Enhancer of zeste homolog 2 (EZH2) plays an important role in tumor development and progression by interacting with histone and nonhistone proteins. In the current study, we analyzed prevalence and prognostic impact of EZH2 in prostate cancer. EZH2 expression was analyzed by immunohistochemistry on a tissue microarray containing more than 12 400 prostate cancer specimens. Results were compared to tumor phenotype, biochemical recurrence and molecular subtypes defined by ERG status as well as genomic deletions of 3p, 5q, 6q and PTEN. EZH2 immunostaining was detectable in 56.6% of 10 168 interpretable cancers and considered strong in 1.1%, moderate in 12.2% and weak in 43.3% of cases.
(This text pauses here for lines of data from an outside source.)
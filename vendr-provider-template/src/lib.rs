//! Minimal pass-through payment provider.
//!
//! The starting point for new gateway integrations: it contacts no
//! gateway, submits the shopper straight to the continue URL, authorizes
//! every callback for the order total, and finalizes at the continue URL.

#![deny(clippy::unwrap_used)]
#![deny(clippy::expect_used)]
#![deny(clippy::panic)]
#![forbid(unsafe_code)]

use async_trait::async_trait;
use rust_decimal::Decimal;
use serde::Deserialize;
use uuid::Uuid;

use vendr_provider_core::error::ProviderError;
use vendr_provider_core::objects::{
    CallbackRequest, CallbackResult, OrderReference, PaymentForm, PaymentFormResult, PaymentOrder,
    PaymentStatus, PaymentUrls, TransactionInfo,
};
use vendr_provider_core::provider::PaymentProvider;
use vendr_provider_core::registry::ProviderDescriptor;

/// Stored settings for the template provider.
#[derive(Debug, Clone, Default, Deserialize)]
#[serde(default)]
pub struct TemplateSettings {
    /// Where the shopper lands after checkout. Required.
    pub continue_url: String,
}

/// Pass-through provider that authorizes every callback.
#[derive(Debug, Clone, Copy, Default)]
pub struct TemplatePaymentProvider;

impl TemplatePaymentProvider {
    /// Descriptor under which the host registers this provider.
    pub fn descriptor() -> ProviderDescriptor {
        ProviderDescriptor {
            alias: "template",
            label: "Template",
            description: "Template payment provider",
            icon: "icon-invoice",
        }
    }
}

#[async_trait]
impl PaymentProvider for TemplatePaymentProvider {
    type Settings = TemplateSettings;

    fn finalize_at_continue_url(&self) -> bool {
        true
    }

    async fn get_order_reference(
        &self,
        _request: &CallbackRequest,
        _settings: &Self::Settings,
    ) -> Option<OrderReference> {
        None
    }

    async fn generate_checkout_form(
        &self,
        _order: &PaymentOrder,
        urls: &PaymentUrls,
        _settings: &Self::Settings,
    ) -> Result<PaymentFormResult, ProviderError> {
        Ok(PaymentForm::post(urls.continue_url.clone()).into())
    }

    fn continue_url(
        &self,
        _order: &PaymentOrder,
        settings: &Self::Settings,
    ) -> Result<String, ProviderError> {
        if settings.continue_url.is_empty() {
            return Err(ProviderError::MissingSetting("continue_url"));
        }
        Ok(settings.continue_url.clone())
    }

    fn cancel_url(
        &self,
        _order: &PaymentOrder,
        _settings: &Self::Settings,
    ) -> Result<String, ProviderError> {
        Ok(String::new())
    }

    fn error_url(
        &self,
        _order: &PaymentOrder,
        _settings: &Self::Settings,
    ) -> Result<String, ProviderError> {
        Ok(String::new())
    }

    async fn process_callback(
        &self,
        order: &PaymentOrder,
        _request: &CallbackRequest,
        _settings: &Self::Settings,
    ) -> CallbackResult {
        CallbackResult::success(TransactionInfo {
            transaction_id: Uuid::new_v4().simple().to_string(),
            amount_authorized: order.total_price.with_tax(),
            transaction_fee: Decimal::ZERO,
            payment_status: PaymentStatus::Authorized,
        })
    }
}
High EZH2 expression was strongly associated with high Gleason grade (P < 0.0001), advanced pathological tumor stage (P < 0.0001), positive nodal status (P < 0.0001), elevated preoperative PSA level (P = 0.0066), early PSA recurrence (P < 0.0001) and increased cell proliferation P < 0.0001). High-level EZH2 staining was also associated with TMPRSS2: ERG rearrangement and ERG expression in prostate cancers (P < 0.0001) and was linked to deletions of PTEN, 6q15, 5q21 and 3p13 (P < 0.0001 each) particularly in ERG-negative cancers. The prognostic impact of EZH2 was independent of established pre- and postoperatively assessed clinicopathological parameters. EZH2 has strong prognostic impact in prostate cancer and might contribute to the development of a fraction of genetically instable and particularly aggressive prostate cancers. EZH2 analysis might therefore be of clinical value for risk stratification of prostate cancer.